Travel karma totally went my way this year. I was scheduled to fly out on a 5 pm flight on December 19. Now, I normally don’t book pm flights in the wintertime; I always try for the first flight out. However, there simply wasn’t one available this year, so I reluctantly took the 5 pm. I wanted it to be that Saturday, rather than wait for Monday, because the closer you get to Christmas the worse the travel conditions become. So, 5 pm the 18th it was. And everything looked completely fine until the Wednesday before, when they started hinting around about snow. I still wasn’t worried. “We may get a flurry or two,” they said. “It depends on how closely it hews to the coast.” Thursday: “Well, we’re probably going to get a bit of a snowstorm.” Friday: “Buy food and blankets and batteries! We’re in for a Nor’Easter!”
I decided, at 1 am Saturday, to see if I could rebook. Delta had helpfully canceled my 5 pm flight and put me on a 1 pm. (though somehow the idea that SOMEHOW THEY SHOULD LET ME KNOW didn’t occur to them.) But the 1 pm went from Newark to Atlanta to Nashville to Salt Lake, which didn’t seem to be the most practical route. So I rebooked online to go, at 8 am, JFK to Chicago to Salt Lake, with a two-hour layover. It was the best we could do, and I was happy to take it. The thing is, by this time it was 2:30 am and I still had crap to do. And by “crap” I mean “pack.” (This does not mean I was procrastinating. Remember, I had thought I had until 5 pm. I was not procrastinating! I was doing other things! And by "other things" I mean "watching Mad Men.") I rushed around and finished everything by 3:30 and got to sleep around 4:15, with the alarm set for 6:00. Yah-hoo. I didn’t sleep much on the first flight (on which they booked me first class, for some reason) and I was just trashed in Chicago. (I expect that by this I join an illustrious list of people who have been trashed in Chicago.) There was a gate area they had cleared of seats, and a few people were flat on the floor there. I walked by a couple of times, staring longingly at prostrate (sleeping) people, and then said, “I have no pride” and joined them, and I slept for an hour and a half on the dirty floor of the Chicago airport. And I would do it again.

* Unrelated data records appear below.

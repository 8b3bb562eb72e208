use super::*;

/// Options for a website kept in a private bucket and served through
/// CloudFront under a custom domain with TLS.
#[derive(Debug, Clone, PartialEq, Eq, Deserialize)]
pub struct CdnSiteOptions {
    pub asset_folder: PathBuf,
    pub index_document: String,
    /// name of the Route53 hosted zone the certificate is validated in and
    /// the alias record is created in. eg: `example.com`
    pub dns_zone_domain: String,
    /// the domain the site is served on. eg: `www.example.com`
    pub domain_name: String,
    /// id of the hosted zone, without the `/hostedzone/` prefix.
    /// Without it the zone is referenced by name, and ACM validation
    /// records have to be created outside of this stack.
    #[serde(default)]
    pub hosted_zone_id: Option<String>,
    #[serde(default)]
    pub encrypt_at_rest: bool,
    #[serde(default)]
    pub removal_policy: RemovalPolicy,
}

impl CdnSiteOptions {
    pub fn new(asset_folder: impl Into<PathBuf>, index_document: &str, dns_zone_domain: &str, domain_name: &str) -> Self {
        Self {
            asset_folder: asset_folder.into(),
            index_document: index_document.to_string(),
            dns_zone_domain: dns_zone_domain.to_string(),
            domain_name: domain_name.to_string(),
            hosted_zone_id: None,
            encrypt_at_rest: false,
            removal_policy: RemovalPolicy::default(),
        }
    }

    pub fn hosted_zone(&self) -> HostedZone {
        HostedZone::new(&self.dns_zone_domain, self.hosted_zone_id.as_deref())
    }
}

#[derive(Debug, Clone)]
pub struct CdnSite {
    pub bucket: LogicalId,
    pub origin_access_identity: LogicalId,
    pub policy: LogicalId,
    pub certificate: LogicalId,
    pub distribution: LogicalId,
    pub deployment: BucketDeployment,
    pub record: LogicalId,
}

impl CdnSite {
    pub fn new<S: Scope>(scope: &mut S, id: &str, options: &CdnSiteOptions) -> Result<Self, SynthError> {
        let zone = options.hosted_zone();
        if !zone.contains(&options.domain_name) {
            warn!(site = id, domain = %options.domain_name, zone = %zone.name, "domain is not inside the hosted zone");
        }
        if scope.env().region != "us-east-1" {
            warn!(site = id, region = %scope.env().region, "cloudfront only accepts certificates issued in us-east-1");
        }

        let bucket = CfnBucket {
            bucket_encryption: options.encrypt_at_rest.then(BucketEncryption::s3_managed),
            public_access_block_configuration: Some(PublicAccessBlockConfiguration::block_all()),
            ..Default::default()
        };
        let bucket = scope.declare_bucket(&format!("{id}/WebsiteBucket"), bucket, options.removal_policy)?;

        let origin_path = format!("{id}/WebsiteDist/Origin1");
        let origin_id = scope.logical_id(&origin_path).to_string();
        let identity = CfnCloudFrontOriginAccessIdentity {
            cloud_front_origin_access_identity_config: OriginAccessIdentityConfig {
                comment: format!("Identity for {origin_id}"),
            },
        };
        let origin_access_identity = scope.declare(&format!("{origin_path}/S3Origin"), identity)?;

        let bucket_arn = bucket.get_att("Arn");
        let policy = CfnBucketPolicy {
            bucket: bucket.get_ref().into(),
            policy_document: PolicyDocument::new(vec![
                PolicyStatement::allow(
                    &["s3:GetObject*", "s3:GetBucket*", "s3:List*"],
                    vec![bucket_arn, objects_arn(&bucket)],
                )
                .with_principal(json!({ "CanonicalUser": origin_access_identity.get_att("S3CanonicalUserId") })),
            ]),
        };
        let policy = scope.declare_bucket_policy(&format!("{id}/Policy"), policy)?;

        let certificate = CfnCertificate::dns_validated(&options.domain_name, &zone);
        let certificate = scope.declare_certificate(&format!("{id}/WebsiteCertificate"), certificate)?;

        let distribution = CfnDistribution {
            distribution_config: DistributionConfig {
                aliases: vec![options.domain_name.clone()],
                comment: None,
                default_cache_behavior: DefaultCacheBehavior::static_content(&origin_id),
                default_root_object: Some(options.index_document.clone()),
                enabled: true,
                http_version: Some("http2".to_string()),
                ipv6_enabled: Some(true),
                origins: vec![Origin::s3_bucket(&origin_id, &bucket, &origin_access_identity)],
                viewer_certificate: Some(ViewerCertificate::sni(&certificate)),
            },
        };
        let distribution = scope.declare_distribution(&format!("{id}/WebsiteDist"), distribution)?;

        let deployment = BucketDeployment::new(
            scope,
            &format!("{id}/WebsiteDeploy"),
            BucketDeploymentProps {
                source: &options.asset_folder,
                destination: &bucket,
                distribution: Some(&distribution),
            },
        )?;

        let record = CfnRecordSet::alias_a(&zone, &options.domain_name, AliasTarget::cloudfront(&distribution));
        let record = scope.declare_dns_record(&format!("{id}/WebsiteAliasRecord"), record)?;

        scope.add_output(
            &output_name(id, "DistributionId"),
            ResourceOutput {
                description: Some(format!("cloudfront distribution of {id}")),
                value: distribution.get_ref(),
            },
        )?;
        scope.add_output(
            &output_name(id, "DistributionDomainName"),
            ResourceOutput {
                description: Some(format!("cloudfront domain name of {id}")),
                value: distribution.get_att("DomainName"),
            },
        )?;

        Ok(Self {
            bucket,
            origin_access_identity,
            policy,
            certificate,
            distribution,
            deployment,
            record,
        })
    }
}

I came back yesterday and flew into Newark. My boss was scheduled to return from his vacation, flying into Newark, on Sunday, but they didn’t arrive until 3 am Monday because of the crazy security breach. I had almost scheduled my return flight for Sunday, but didn’t; I figured that Sunday might be one of those awful “everyone’s coming back at the same time” days and Monday might be better. Now, the Good Worker part of me (whether it’s a big or small part of me, I haven’t yet determined) said, Monday is the first day of the work week; I should be back on Monday! I should arrive at the office at 9 am, ready to retackle my job and my life! But I didn’t. On a whim, I decided to give myself that one extra day and fly back on Monday. Oh, how the whim paid off! Thank you, Travel Gods; and Good Worker, go sit in a corner and eat cherry pie with Early To Bed and Regular Gym Goer while I figure out what to do with you.

Of course, this could mean nothing. But I’m taking it as an auspicious sign…a good 2010. How often do Travel Gods rule in your favor? Almost never, I tell you. I should also play the lottery, play in the road and take up smoking, because at the moment odds are in my favor.